Look through the records below, count the lines with the word "VtCatalog", and reply with only the number.

+++ Given information

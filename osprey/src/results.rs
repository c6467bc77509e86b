//! Translation of raw engine records into protocol-level results.
//!
//! The engine pushes `|||`-delimited records onto the result list of a
//! database: `kind|||hostname|||port|||oid|||value`. [`drain`] pops them
//! non-blocking, resolves the referenced VT for names, QoD and severity, and
//! batches everything into a [`Harvest`] the supervisor forwards upward.
//! Malformed records are logged and dropped; they never terminate a scan.

use chrono::Local;
use serde::Serialize;

use crate::catalog::{VtCatalog, VtRecord};
use crate::cvss;
use crate::error::Result;
use crate::kv::KvHandle;
use crate::registry::RESULTS_KEY;

/// Kind of an emitted result entry.
#[derive(Debug, Clone, Copy, PartialEq, Eq, Serialize)]
#[serde(rename_all = "snake_case")]
pub enum ResultKind {
    Error,
    Log,
    HostDetail,
    Alarm,
}

/// One protocol-level result entry.
#[derive(Debug, Clone, PartialEq, Serialize)]
pub struct ResultEntry {
    pub kind: ResultKind,
    pub host: String,
    pub hostname: String,
    pub name: String,
    pub value: String,
    pub port: String,
    pub test_id: String,
    pub qod: String,
    /// CVSS base score, only on alarms whose VT carries a v2 vector.
    pub severity: Option<f64>,
}

impl ResultEntry {
    pub fn error(host: &str, value: &str) -> Self {
        Self {
            kind: ResultKind::Error,
            host: host.to_string(),
            hostname: String::new(),
            name: String::new(),
            value: value.to_string(),
            port: String::new(),
            test_id: String::new(),
            qod: String::new(),
            severity: None,
        }
    }

    pub fn log(host: &str, name: &str, value: &str) -> Self {
        Self {
            kind: ResultKind::Log,
            host: host.to_string(),
            hostname: String::new(),
            name: name.to_string(),
            value: value.to_string(),
            port: String::new(),
            test_id: String::new(),
            qod: String::new(),
            severity: None,
        }
    }
}

/// Everything one drain pass extracted from a database.
#[derive(Debug, Default)]
pub struct Harvest {
    pub entries: Vec<ResultEntry>,
    pub host_progress: Vec<(String, i32)>,
    pub finished_hosts: Vec<String>,
}

impl Harvest {
    pub fn is_empty(&self) -> bool {
        self.entries.is_empty() && self.host_progress.is_empty() && self.finished_hosts.is_empty()
    }
}

/// Progress of a host from a `launched/total` status entry.
///
/// `total == 0` carries no information and yields `None`; `total == -1`
/// marks completion. The result is clamped into `0..=100`.
pub fn host_progress(msg: &str) -> Option<i32> {
    let (launched, total) = msg.split_once('/')?;
    let launched: f64 = launched.trim().parse().ok()?;
    let total: f64 = total.trim().parse().ok()?;
    if total == 0.0 {
        None
    } else if total == -1.0 {
        Some(100)
    } else {
        Some((((launched / total) * 100.0).floor() as i32).clamp(0, 100))
    }
}

struct WireResult<'a> {
    kind: &'a str,
    hostname: &'a str,
    port: &'a str,
    oid: &'a str,
    value: &'a str,
}

fn parse_wire(raw: &str) -> Option<WireResult<'_>> {
    let mut fields = raw.splitn(5, "|||");
    let record = WireResult {
        kind: fields.next()?,
        hostname: fields.next()?.trim(),
        port: fields.next()?.trim(),
        oid: fields.next()?.trim(),
        value: fields.next()?,
    };
    Some(record)
}

/// Pops every pending result record from `db` and translates it.
///
/// `current_host` is the host the database belongs to; records drained from
/// the main KB pass an empty string and carry their host in the record
/// itself (dead-host batches).
pub async fn drain(
    db: &dyn KvHandle,
    current_host: &str,
    catalog: &dyn VtCatalog,
) -> Result<Harvest> {
    let mut harvest = Harvest::default();

    while let Some(raw) = db.rpop(RESULTS_KEY).await? {
        let Some(msg) = parse_wire(&raw) else {
            tracing::warn!(record = %raw, "dropping malformed result record");
            continue;
        };

        let host_is_dead = msg.value.contains("Host dead");
        let vt = if !msg.oid.is_empty() && !host_is_dead {
            catalog.get_vt(msg.oid, false).await?
        } else {
            None
        };

        if vt.is_none() && !msg.oid.is_empty() && !host_is_dead && msg.kind != "DEADHOST" {
            tracing::warn!(oid = %msg.oid, "dropping result with unknown vt oid");
            continue;
        }

        let qod = vt.as_ref().and_then(VtRecord::result_qod).unwrap_or_default();
        let name = vt.as_ref().map(|vt| vt.name.clone()).unwrap_or_default();

        match msg.kind {
            "ERRMSG" => harvest.entries.push(ResultEntry {
                kind: ResultKind::Error,
                host: current_host.to_string(),
                hostname: msg.hostname.to_string(),
                name,
                value: msg.value.to_string(),
                port: msg.port.to_string(),
                test_id: msg.oid.to_string(),
                qod: String::new(),
                severity: None,
            }),
            "LOG" => harvest.entries.push(ResultEntry {
                kind: ResultKind::Log,
                host: current_host.to_string(),
                hostname: msg.hostname.to_string(),
                name,
                value: msg.value.to_string(),
                port: msg.port.to_string(),
                test_id: msg.oid.to_string(),
                qod,
                severity: None,
            }),
            "HOST_DETAIL" => harvest.entries.push(ResultEntry {
                kind: ResultKind::HostDetail,
                host: current_host.to_string(),
                hostname: msg.hostname.to_string(),
                name,
                value: msg.value.to_string(),
                port: String::new(),
                test_id: String::new(),
                qod: String::new(),
                severity: None,
            }),
            "ALARM" => {
                let severity = vt.as_ref().and_then(severity_score);
                harvest.entries.push(ResultEntry {
                    kind: ResultKind::Alarm,
                    host: current_host.to_string(),
                    hostname: msg.hostname.to_string(),
                    name,
                    value: msg.value.to_string(),
                    port: msg.port.to_string(),
                    test_id: msg.oid.to_string(),
                    qod,
                    severity,
                });
            }
            // Hosts the engine skipped as unreachable: close them out with
            // full progress and synthetic start/end stamps.
            "DEADHOST" => {
                let timestamp = Local::now().format("%a %b %e %H:%M:%S %Y").to_string();
                for host in msg.oid.split(',') {
                    let host = host.trim();
                    if host.is_empty() {
                        continue;
                    }
                    harvest.host_progress.push((host.to_string(), 100));
                    harvest.finished_hosts.push(host.to_string());
                    harvest.entries.push(ResultEntry {
                        kind: ResultKind::Log,
                        host: host.to_string(),
                        hostname: msg.hostname.to_string(),
                        name: name.clone(),
                        value: msg.value.to_string(),
                        port: msg.port.to_string(),
                        test_id: String::new(),
                        qod: qod.clone(),
                        severity: None,
                    });
                    harvest
                        .entries
                        .push(ResultEntry::log(host, "HOST_START", &timestamp));
                    harvest
                        .entries
                        .push(ResultEntry::log(host, "HOST_END", &timestamp));
                }
            }
            other => {
                tracing::warn!(kind = %other, "dropping result record of unknown kind");
            }
        }
    }

    Ok(harvest)
}

/// CVSS base value of a VT, only defined for v2 severity vectors.
pub fn severity_score(vt: &VtRecord) -> Option<f64> {
    if vt.severities.severity_type.as_deref() != Some("cvss_base_v2") {
        return None;
    }
    cvss::base_v2(vt.severities.severity_base_vector.as_deref()?)
}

++++++

### Written solution
2